*** DATA SUPPLIED Section Begins ***

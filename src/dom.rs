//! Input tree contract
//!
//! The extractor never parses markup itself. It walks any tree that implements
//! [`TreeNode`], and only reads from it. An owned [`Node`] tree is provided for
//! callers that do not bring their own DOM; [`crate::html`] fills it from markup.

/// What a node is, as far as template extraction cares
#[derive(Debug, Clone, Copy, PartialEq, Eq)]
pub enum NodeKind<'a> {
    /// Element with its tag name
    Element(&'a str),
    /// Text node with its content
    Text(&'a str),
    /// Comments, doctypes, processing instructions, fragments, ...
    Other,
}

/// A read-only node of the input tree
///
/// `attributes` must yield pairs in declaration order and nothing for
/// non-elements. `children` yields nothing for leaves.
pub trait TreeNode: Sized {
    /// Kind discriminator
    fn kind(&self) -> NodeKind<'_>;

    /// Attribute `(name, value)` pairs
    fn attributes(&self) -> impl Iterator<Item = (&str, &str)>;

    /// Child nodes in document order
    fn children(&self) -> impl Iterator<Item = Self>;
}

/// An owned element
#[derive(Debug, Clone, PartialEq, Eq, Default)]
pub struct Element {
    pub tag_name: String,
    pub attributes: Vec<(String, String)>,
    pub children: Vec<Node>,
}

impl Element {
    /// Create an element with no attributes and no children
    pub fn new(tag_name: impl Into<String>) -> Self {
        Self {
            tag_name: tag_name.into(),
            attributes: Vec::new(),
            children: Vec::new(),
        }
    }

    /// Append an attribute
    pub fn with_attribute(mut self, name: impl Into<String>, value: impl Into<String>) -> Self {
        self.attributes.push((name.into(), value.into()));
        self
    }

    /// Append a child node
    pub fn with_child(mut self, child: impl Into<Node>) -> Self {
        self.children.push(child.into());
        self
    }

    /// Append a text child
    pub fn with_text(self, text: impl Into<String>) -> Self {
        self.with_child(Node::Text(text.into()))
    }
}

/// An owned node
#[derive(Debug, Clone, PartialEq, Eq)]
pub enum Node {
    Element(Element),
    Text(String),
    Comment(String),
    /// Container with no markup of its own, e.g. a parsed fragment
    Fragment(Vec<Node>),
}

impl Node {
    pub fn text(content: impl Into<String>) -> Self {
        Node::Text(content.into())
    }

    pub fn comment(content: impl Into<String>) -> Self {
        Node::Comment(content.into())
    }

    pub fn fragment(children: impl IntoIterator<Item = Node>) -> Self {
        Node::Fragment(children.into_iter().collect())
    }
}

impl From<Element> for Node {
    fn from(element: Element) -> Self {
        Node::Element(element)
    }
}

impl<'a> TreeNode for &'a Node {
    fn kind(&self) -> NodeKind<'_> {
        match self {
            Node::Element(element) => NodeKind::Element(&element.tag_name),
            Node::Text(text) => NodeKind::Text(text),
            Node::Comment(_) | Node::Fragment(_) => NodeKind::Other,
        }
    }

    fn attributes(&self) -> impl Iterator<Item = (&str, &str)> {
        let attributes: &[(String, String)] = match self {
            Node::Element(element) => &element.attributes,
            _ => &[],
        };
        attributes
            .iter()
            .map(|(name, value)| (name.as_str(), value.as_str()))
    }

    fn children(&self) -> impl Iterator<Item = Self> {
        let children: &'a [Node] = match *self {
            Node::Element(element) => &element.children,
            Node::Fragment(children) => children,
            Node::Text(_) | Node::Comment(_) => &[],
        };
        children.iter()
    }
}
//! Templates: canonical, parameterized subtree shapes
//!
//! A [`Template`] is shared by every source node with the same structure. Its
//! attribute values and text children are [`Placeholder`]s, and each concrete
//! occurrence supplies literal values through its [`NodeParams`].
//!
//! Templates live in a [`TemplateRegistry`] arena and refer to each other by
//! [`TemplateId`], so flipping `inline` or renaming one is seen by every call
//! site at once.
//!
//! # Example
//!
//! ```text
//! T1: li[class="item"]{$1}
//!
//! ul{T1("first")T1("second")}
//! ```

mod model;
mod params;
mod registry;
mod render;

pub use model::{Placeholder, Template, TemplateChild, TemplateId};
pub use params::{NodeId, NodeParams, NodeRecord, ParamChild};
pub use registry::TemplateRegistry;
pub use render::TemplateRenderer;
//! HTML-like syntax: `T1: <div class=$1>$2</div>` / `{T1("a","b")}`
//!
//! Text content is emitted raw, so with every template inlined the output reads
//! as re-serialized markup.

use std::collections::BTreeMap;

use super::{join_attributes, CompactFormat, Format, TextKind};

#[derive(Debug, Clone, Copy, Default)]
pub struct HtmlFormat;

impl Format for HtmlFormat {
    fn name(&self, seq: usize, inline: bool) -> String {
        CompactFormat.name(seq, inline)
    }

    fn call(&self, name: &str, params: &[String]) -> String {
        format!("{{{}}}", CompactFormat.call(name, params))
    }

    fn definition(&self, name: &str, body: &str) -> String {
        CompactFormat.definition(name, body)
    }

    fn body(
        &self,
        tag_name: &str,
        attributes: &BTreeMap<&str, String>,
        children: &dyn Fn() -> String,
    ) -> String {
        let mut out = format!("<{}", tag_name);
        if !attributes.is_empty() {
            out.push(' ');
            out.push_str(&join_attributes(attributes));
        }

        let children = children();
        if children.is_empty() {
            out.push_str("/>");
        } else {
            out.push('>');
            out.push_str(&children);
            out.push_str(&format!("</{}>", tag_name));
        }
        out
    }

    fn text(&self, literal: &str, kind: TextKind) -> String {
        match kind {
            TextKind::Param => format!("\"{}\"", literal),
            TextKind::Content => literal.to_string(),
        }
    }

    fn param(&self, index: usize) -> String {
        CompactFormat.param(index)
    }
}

*** DATA SUPPLIED Section Ends ***
*** DATA SUPPLIED Section Begins ***

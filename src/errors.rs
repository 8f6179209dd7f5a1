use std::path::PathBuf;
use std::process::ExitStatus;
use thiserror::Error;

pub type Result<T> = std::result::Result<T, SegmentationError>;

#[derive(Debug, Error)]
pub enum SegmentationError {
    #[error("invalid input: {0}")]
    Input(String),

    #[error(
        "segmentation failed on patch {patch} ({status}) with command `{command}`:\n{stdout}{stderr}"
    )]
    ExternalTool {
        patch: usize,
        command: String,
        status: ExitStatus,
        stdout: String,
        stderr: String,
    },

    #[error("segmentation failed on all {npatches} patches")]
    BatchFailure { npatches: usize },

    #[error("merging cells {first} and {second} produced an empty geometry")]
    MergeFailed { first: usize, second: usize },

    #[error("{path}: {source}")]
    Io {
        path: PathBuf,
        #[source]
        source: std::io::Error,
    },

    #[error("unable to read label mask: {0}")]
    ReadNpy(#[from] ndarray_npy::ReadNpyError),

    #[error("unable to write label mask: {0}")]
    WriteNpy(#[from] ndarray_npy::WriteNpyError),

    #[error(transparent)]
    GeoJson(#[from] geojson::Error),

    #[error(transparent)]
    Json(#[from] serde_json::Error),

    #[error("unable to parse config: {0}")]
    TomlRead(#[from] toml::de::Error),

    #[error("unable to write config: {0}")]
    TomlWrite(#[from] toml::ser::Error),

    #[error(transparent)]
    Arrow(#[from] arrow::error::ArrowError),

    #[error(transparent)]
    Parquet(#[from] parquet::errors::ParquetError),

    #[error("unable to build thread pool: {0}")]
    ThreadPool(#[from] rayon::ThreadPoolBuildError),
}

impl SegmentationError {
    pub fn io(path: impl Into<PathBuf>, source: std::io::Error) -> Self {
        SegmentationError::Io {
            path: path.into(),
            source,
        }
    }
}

*** DATA SUPPLIED Section Ends ***

◆ **WHAT YOU SHOULD DO**:
Please write out, exactly as they appear above, only the lines in the stretch from the line with "each other by" through the line with "pub use render::TemplateRenderer;".

◆ **REPLY TO THE TASK**:
//! Templates live in a [`TemplateRegistry`] arena and refer to each other by
//! [`TemplateId`], so flipping `inline` or renaming one is seen by every call
//! site at once.
//!
//! # Example
//!
//! ```text
//! T1: li[class="item"]{$1}
//!
//! ul{T1("first")T1("second")}
//! ```

mod model;
mod params;
mod registry;
mod render;

pub use model::{Placeholder, Template, TemplateChild, TemplateId};
pub use params::{NodeId, NodeParams, NodeRecord, ParamChild};
pub use registry::TemplateRegistry;
pub use render::TemplateRenderer;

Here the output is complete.